Thanks to an omitted word in one of the Ten Commandments, a bible from the 1600s endorses extramarital hanky-panky.
In 1631, Robert Barker and Martin Lucas, London publishers and booksellers with Royal Warrants of Appointment, reprinted the King James Version Bible. It was an expertly crafted octavo edition, bound with exceptional Italian leather and printed on fine, smooth paper stock imported from Sweden — all of which made for an attractive edition. But flip through the copy to Exodus 20 and you’ll find a pretty standard version of the 10 Commandments until you hit verse 14: “Thou shalt commit adultery.”
Whoops. That missing “not” is kind of important.
When one of history’s most titillating biblical misprints was discovered a year later, there were guffaws throughout London, but at least one person not laughing was King Charles I. He summoned Barker and Lewis to the “Star Chamber,” fined them £300 (equivalent to more than $70,000 today) and stripped them of their printing licenses.

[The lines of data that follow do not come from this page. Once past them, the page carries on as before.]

impl Formatter {
    /// Creates a new formatter.
    pub fn new(format: OutputFormat) -> Self {
        Self { format }
    }

    /// Formats a single record, e.g. one category.
    pub fn format_record(&self, record: &Record) -> String {
        match self.format {
            OutputFormat::Json => pretty(&record.to_value()),
            OutputFormat::Table => self.table_single(record),
            OutputFormat::Csv => self.csv_records(std::slice::from_ref(record)),
        }
    }

    /// Formats the items of a listing: records or plain values such as product ids.
    pub fn format_items(&self, items: &[Field]) -> String {
        if items.is_empty() {
            return match self.format {
                OutputFormat::Json => "[]".to_string(),
                OutputFormat::Csv => String::new(),
                OutputFormat::Table => "No results found.".to_string(),
            };
        }

        let records: Option<Vec<&Record>> = items.iter().map(Field::as_record).collect();
        match records {
            Some(records) => self.format_records(&records),
            None => self.format_values(items),
        }
    }

    /// Formats a list of records.
    pub fn format_records(&self, records: &[&Record]) -> String {
        match self.format {
            OutputFormat::Json => {
                pretty(&Value::Array(records.iter().map(|r| r.to_value()).collect()))
            }
            OutputFormat::Table => self.table_records(records),
            OutputFormat::Csv => {
                let owned: Vec<Record> = records.iter().map(|r| (*r).clone()).collect();
                self.csv_records(&owned)
            }
        }
    }

    /// Formats grouped prices. With `valid_only`, rows without any price are dropped.
    pub fn format_prices(&self, prices: &ProductPriceList, valid_only: bool) -> String {
        let groups: Vec<(u64, Vec<&ProductPrice>)> = if valid_only {
            prices.valid_prices().into_iter().collect()
        } else {
            prices.prices().iter().map(|(id, rows)| (*id, rows.iter().collect())).collect()
        };

        match self.format {
            OutputFormat::Json => {
                let map: serde_json::Map<String, Value> = groups
                    .iter()
                    .map(|(id, rows)| {
                        (id.to_string(), rows.iter().map(|p| p.to_value()).collect())
                    })
                    .collect();
                pretty(&Value::Object(map))
            }
            OutputFormat::Table => self.table_prices(&groups),
            OutputFormat::Csv => self.csv_prices(&groups),
        }
    }

    /// Formats the sort values and filters of a search manifest.
    pub fn format_manifest(&self, manifest: &Manifest<'_>) -> String {
        match self.format {
            OutputFormat::Json => pretty(&json!({
                "sorting": manifest.sorting().iter().map(Record::to_value).collect::<Vec<_>>(),
                "filters": manifest.filters().iter().map(Record::to_value).collect::<Vec<_>>(),
            })),
            OutputFormat::Table => {
                let mut lines = vec!["Sort values:".to_string()];
                for value in manifest.sort_values() {
                    lines.push(format!("  {}", value));
                }

                lines.push(String::new());
                lines.push("Filters:".to_string());
                for filter in manifest.filters() {
                    let items = filter.get_records("items").map_or(0, <[Record]>::len);
                    lines.push(format!(
                        "  {:<24} {} ({} values)",
                        filter.get_str("name").unwrap_or("?"),
                        filter.get_str("displayText").unwrap_or(""),
                        items
                    ));
                }

                lines.join("\n")
            }
            OutputFormat::Csv => {
                let mut lines = vec!["kind,name".to_string()];
                for value in manifest.sort_values() {
                    lines.push(format!("sort,{}", csv_escape(value)));
                }
                for filter in manifest.filters() {
                    lines.push(format!("filter,{}", csv_escape(filter.get_str("name").unwrap_or(""))));
                }
                lines.join("\n")
            }
        }
    }

    /// Formats a bearer token.
    pub fn format_token(&self, token: &BearerToken) -> String {
        match self.format {
            OutputFormat::Json => {
                serde_json::to_string_pretty(token).unwrap_or_else(|_| "{}".to_string())
            }
            OutputFormat::Table => {
                let state = if token.is_expired() { "Expired" } else { "Valid" };
                [
                    format!("Token:   {}", token.token),
                    format!("Type:    {}", token.token_type),
                    format!("Issued:  {}", token.issued_at.to_rfc2822()),
                    format!("Expires: {}", token.expires_at.to_rfc2822()),
                    format!("State:   {}", state),
                ]
                .join("\n")
            }
            OutputFormat::Csv => format!(
                "access_token,token_type,issued,expires\n{},{},{},{}",
                token.token,
                token.token_type,
                token.issued_at.to_rfc3339(),
                token.expires_at.to_rfc3339()
            ),
        }
    }

    // Table formatting

    fn table_single(&self, record: &Record) -> String {
        let width = record.keys().map(str::len).max().unwrap_or(0) + 1;

        record
            .keys()
            .map(|key| {
                let value = record.raw(key).map(cell).unwrap_or_default();
                format!("{:<width$} {}", format!("{}:", key), value)
            })
            .collect::<Vec<_>>()
            .join("\n")
    }

    fn table_records(&self, records: &[&Record]) -> String {
        let columns = columns(records);
        let rows: Vec<Vec<String>> = records
            .iter()
            .map(|r| {
                columns
                    .iter()
                    .map(|c| truncate(&r.raw(c).map(cell).unwrap_or_default(), MAX_CELL_WIDTH))
                    .collect()
            })
            .collect();

        let widths: Vec<usize> = columns
            .iter()
            .enumerate()
            .map(|(i, c)| {
                rows.iter().map(|row| row[i].chars().count()).max().unwrap_or(0).max(c.len())
            })
            .collect();

        let mut lines = Vec::new();
        lines.push(join_padded(columns.iter().map(String::as_str), &widths));
        lines.push(
            widths.iter().map(|w| "-".repeat(*w)).collect::<Vec<_>>().join("  "),
        );
        for row in &rows {
            lines.push(join_padded(row.iter().map(String::as_str), &widths));
        }

        lines.push(String::new());
        lines.push(format!("Total: {} results", records.len()));

        lines.join("\n")
    }

    fn table_prices(&self, groups: &[(u64, Vec<&ProductPrice>)]) -> String {
        let mut lines = Vec::new();

        lines.push(format!(
            "{:<10}  {:<24}  {:>9}  {:>9}  {:>9}  {:>9}  {:>10}",
            "Product", "Subtype", "Low", "Mid", "High", "Market", "Direct Low"
        ));
        lines.push(format!(
            "{:-<10}  {:-<24}  {:->9}  {:->9}  {:->9}  {:->9}  {:->10}",
            "", "", "", "", "", "", ""
        ));

        for (id, rows) in groups {
            if rows.is_empty() {
                lines.push(format!("{:<10}  {:<24}", id, "(no prices)"));
                continue;
            }

            for price in rows {
                lines.push(format!(
                    "{:<10}  {:<24}  {:>9}  {:>9}  {:>9}  {:>9}  {:>10}",
                    id,
                    truncate(price.sub_type_name().unwrap_or("-"), 24),
                    money(price.low_price()),
                    money(price.mid_price()),
                    money(price.high_price()),
                    money(price.market_price()),
                    money(price.direct_low_price()),
                ));
            }
        }

        lines.push(String::new());
        lines.push(format!("Total: {} products", groups.len()));

        lines.join("\n")
    }

    // CSV formatting

    fn csv_records(&self, records: &[Record]) -> String {
        let refs: Vec<&Record> = records.iter().collect();
        let columns = columns(&refs);

        let mut lines = Vec::new();
        lines.push(columns.iter().map(|c| csv_escape(c)).collect::<Vec<_>>().join(","));
        for record in records {
            lines.push(
                columns
                    .iter()
                    .map(|c| csv_escape(&record.raw(c).map(cell).unwrap_or_default()))
                    .collect::<Vec<_>>()
                    .join(","),
            );
        }

        lines.join("\n")
    }

    fn csv_prices(&self, groups: &[(u64, Vec<&ProductPrice>)]) -> String {
        let mut lines = Vec::new();
        lines.push(
            "productId,subTypeName,lowPrice,midPrice,highPrice,marketPrice,directLowPrice"
                .to_string(),
        );

        for (id, rows) in groups {
            for price in rows {
                let optional = |v: Option<f64>| v.map(|p| p.to_string()).unwrap_or_default();
                lines.push(format!(
                    "{},{},{},{},{},{},{}",
                    id,
                    csv_escape(price.sub_type_name().unwrap_or("")),
                    optional(price.low_price()),
                    optional(price.mid_price()),
                    optional(price.high_price()),
                    optional(price.market_price()),
                    optional(price.direct_low_price()),
                ));
            }
        }

        lines.join("\n")
    }

    fn format_values(&self, items: &[Field]) -> String {
        let values: Vec<Value> = items.iter().map(Field::to_value).collect();

        match self.format {
            OutputFormat::Json => pretty(&Value::Array(values)),
            OutputFormat::Table => {
                let mut lines: Vec<String> = values.iter().map(cell).collect();
                lines.push(String::new());
                lines.push(format!("Total: {} results", values.len()));
                lines.join("\n")
            }
            OutputFormat::Csv => {
                let mut lines = vec!["value".to_string()];
                lines.extend(values.iter().map(|v| csv_escape(&cell(v))));
                lines.join("\n")
            }
        }
    }
}

/// Scalar columns across all records, in first-seen order.
fn columns(records: &[&Record]) -> Vec<String> {
    let mut columns: Vec<String> = Vec::new();
    for record in records {
        for key in record.keys() {
            let scalar = !matches!(record.raw(key), Some(Value::Array(_) | Value::Object(_)));
            if scalar && !columns.iter().any(|c| c == key) {
                columns.push(key.to_string());
            }
        }
    }
    columns
}

fn cell(value: &Value) -> String {
    match value {
        Value::Null => String::new(),
        Value::String(s) => s.clone(),
        other => other.to_string(),
    }
}
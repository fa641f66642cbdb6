//! Query responses and transparent pagination over their `results`.

use crate::api::client::{QueryOptions, TcgClient};
use crate::api::record::{Field, Record};
use crate::api::transport::Params;
use crate::error::Result;
use futures::stream::{self, LocalBoxStream, StreamExt};
use serde_json::Value;
use std::collections::VecDeque;
use std::fmt;
use std::ops::{Deref, DerefMut};
use tracing::debug;

/// Page size used for follow-up fetches when the original query set no limit.
pub const DEFAULT_PAGE_LIMIT: u64 = 100;

/// The endpoint and parameters a response came from.
#[derive(Debug, Clone, PartialEq)]
pub struct QueryContext {
    pub url: String,
    pub params: Params,
    pub options: QueryOptions,
}

/// A decoded API response.
///
/// Dereferences to its [`Record`]. Responses produced by a client keep a
/// borrowed handle to it so that [`ApiResponse::items`] can fetch the pages
/// the server left out.
#[derive(Clone)]
pub struct ApiResponse<'c> {
    record: Record,
    status: u16,
    context: Option<QueryContext>,
    client: Option<&'c TcgClient>,
}

impl<'c> ApiResponse<'c> {
    /// Wraps a record with no originating query; iteration never fetches.
    pub fn detached(record: Record) -> Self {
        Self { record, status: 200, context: None, client: None }
    }

    pub(crate) fn attached(
        record: Record,
        status: u16,
        context: QueryContext,
        client: &'c TcgClient,
    ) -> Self {
        Self { record, status, context: Some(context), client: Some(client) }
    }

    pub fn record(&self) -> &Record {
        &self.record
    }

    pub fn into_record(self) -> Record {
        self.record
    }

    /// HTTP status of the response.
    pub fn status(&self) -> u16 {
        self.status
    }

    pub fn context(&self) -> Option<&QueryContext> {
        self.context.as_ref()
    }

    pub fn success(&self) -> bool {
        envelope_success(&self.record)
    }

    pub fn errors(&self) -> Vec<String> {
        envelope_errors(&self.record)
    }

    /// Returns true if any error message contains `needle`, ignoring case.
    pub fn has_error_matching(&self, needle: &str) -> bool {
        let needle = needle.to_lowercase();
        self.errors().iter().any(|e| e.to_lowercase().contains(&needle))
    }

    pub fn total_items(&self) -> Option<u64> {
        self.record.get_u64("totalItems")
    }

    /// The raw `results` array of this page only.
    pub fn results(&self) -> Option<&Vec<Value>> {
        self.record.raw("results").and_then(Value::as_array)
    }

    /// True when iteration can fetch further pages.
    pub fn is_paginated(&self) -> bool {
        self.total_items().is_some()
            && self.results().is_some()
            && self.context.is_some()
            && self.client.is_some()
    }

    /// Starts a fresh pass over every item, fetching missing pages on demand.
    ///
    /// Each call starts from the first item and re-issues the page queries.
    pub fn items(&self) -> Pages<'_, 'c> {
        Pages::new(self)
    }

    /// The lazy item sequence as a stream.
    pub fn stream(&self) -> LocalBoxStream<'_, Result<Field>> {
        stream::try_unfold(self.items(), |mut pages| async move {
            Ok(pages.next().await?.map(|item| (item, pages)))
        })
        .boxed_local()
    }

    /// Walks every page and collects all items.
    pub async fn collect_all(&self) -> Result<Vec<Field>> {
        let mut pages = self.items();
        let mut items = Vec::new();
        while let Some(item) = pages.next().await? {
            items.push(item);
        }
        Ok(items)
    }
}

impl Deref for ApiResponse<'_> {
    type Target = Record;

    fn deref(&self) -> &Record {
        &self.record
    }
}

impl DerefMut for ApiResponse<'_> {
    fn deref_mut(&mut self) -> &mut Record {
        &mut self.record
    }
}

impl fmt::Debug for ApiResponse<'_> {
    fn fmt(&self, f: &mut fmt::Formatter<'_>) -> fmt::Result {
        f.debug_struct("ApiResponse")
            .field("record", &self.record)
            .field("status", &self.status)
            .field("context", &self.context)
            .field("attached", &self.client.is_some())
            .finish()
    }
}

pub(crate) fn envelope_success(record: &Record) -> bool {
    record.get_bool("success").unwrap_or(false)
}

pub(crate) fn envelope_errors(record: &Record) -> Vec<String> {
    record
        .raw("errors")
        .and_then(Value::as_array)
        .map(|errors| {
            errors
                .iter()
                .map(|e| e.as_str().map_or_else(|| e.to_string(), str::to_string))
                .collect()
        })
        .unwrap_or_default()
}

fn param_u64(params: &Params, key: &str) -> Option<u64> {
    params.get(key).and_then(|v| v.as_u64().or_else(|| v.as_str()?.parse().ok()))
}

/// Cursor over all items of a paginated response.
pub struct Pages<'r, 'c> {
    response: &'r ApiResponse<'c>,
    buffer: VecDeque<Value>,
    offset: u64,
    limit: u64,
    total: u64,
    done: bool,
}

impl<'r, 'c> Pages<'r, 'c> {
    fn new(response: &'r ApiResponse<'c>) -> Self {
        let initial: Vec<Value> = response.results().cloned().unwrap_or_default();

        match (response.is_paginated(), response.total_items(), response.context()) {
            (true, Some(total), Some(context)) => {
                let start = param_u64(&context.params, "offset").unwrap_or(0);
                let limit = param_u64(&context.params, "limit").unwrap_or(DEFAULT_PAGE_LIMIT);
                Self {
                    response,
                    offset: start + initial.len() as u64,
                    limit,
                    total,
                    done: initial.is_empty(),
                    buffer: initial.into(),
                }
            }
            _ => Self { response, buffer: initial.into(), offset: 0, limit: 0, total: 0, done: true },
        }
    }

    /// Returns the next item, fetching the next page when the current one is
    /// used up. `None` once `totalItems` is reached or a page comes back empty.
    pub async fn next(&mut self) -> Result<Option<Field>> {
        loop {
            if let Some(item) = self.buffer.pop_front() {
                return Ok(Some(Field::from_element(item)));
            }

            if self.done || self.offset >= self.total {
                return Ok(None);
            }

            let page = self.fetch_page().await?;
            if page.is_empty() {
                debug!("Empty page at offset {}, stopping", self.offset);
                self.done = true;
                return Ok(None);
            }

            self.offset += page.len() as u64;
            self.buffer.extend(page);
        }
    }

    async fn fetch_page(&self) -> Result<Vec<Value>> {
        let (Some(context), Some(client)) = (self.response.context(), self.response.client) else {
            return Ok(Vec::new());
        };

        let mut params = context.params.clone();
        params.insert("offset".to_string(), self.offset.into());
        params.insert("limit".to_string(), self.limit.into());

        debug!("Fetching page: offset={} limit={} total={}", self.offset, self.limit, self.total);

        let page = client.query(&context.url, params, context.options).await?;
        Ok(page.results().cloned().unwrap_or_default())
    }
}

Nearly the entire print run of roughly 1,000 copies of the bible was seized and subsequently destroyed. As a result, extant copies are exceedingly rare and considered highly valuable by collectors. There are only fourteen known to exist today, most of which are in the collections of universities, museums, and libraries, including Oxford, Cambridge, the British Library, the New York Public Library and the Dunham Bible Museum in Houston, Texas.
In 2015, a copy sold at Bonhams for $43,210, while Sotheby’s has sold two copies: one in 2016 for $47,500 and another for $56,250 in 2018. There is another copy for sale at AbeBooks.com for $99,500.
The nickname “Wicked Bible” seems to have first been applied in 1855 by rare book dealer Henry Stevens. As he relates in his memoir of James Lenox, after buying what was then the only known copy of the 1631 octavo Bible for fifty guineas, “on June 21, I exhibited the volume at a full meeting of the Society of Antiquaries of London, at the same time nicknaming it ‘The Wicked Bible,’ a name that has stuck to it ever since.”
As if a biblical endorsement of hanky-panky weren’t enough, there’s also some intrigue behind the error. There’s a rumor that another printer purposefully inserted the error, Diana Severance, the director of the Dunham Bible Museum told The Atlantic in 2015. The strongest evidence is the fact that there is a second error in the book. “In Deuteronomy 5:24, when it talks about the ‘greatness’ of God, it has ‘great-asse,’” she said.
The 10 Commandments appear only twice in the Bible: once in Deuteronomy 5, and again in Exodus 20, the very two places where the Wicked Bible contains errors. “One could understand a dropped ‘not,’ maybe, but ‘great-asse’ is not a typical typographical error,” Severance said. “It’s not just an accidental mistake.”
According to Bonhams, one suspect is rival printer Bonham Norton, whose motive may have been to “politically embarrass Barker.” The controversy did add to Barker’s decline in fortunes and reputation, and he eventually ended up dying in debtor’s prison in 1645.
The “Wicked Bible” isn’t the only one to contain a goof. There have been typos in other versions, including “The Vinegar Bible” from 1717 that dubs Luke 20: 9-19, The Parable of the Vineyard, as The Parable of the Vinegar; in 1804, 1 Kings 8:19 was translated as, “Thy son shall come forth out of thy lions,” rather than “out of thy loins”; and one from 1682 has Deuteronomy 24:3 as, “If the latter husband ate her” instead of “If the latter husband hate her,” and has come to be known as the “Cannibal’s Bible.”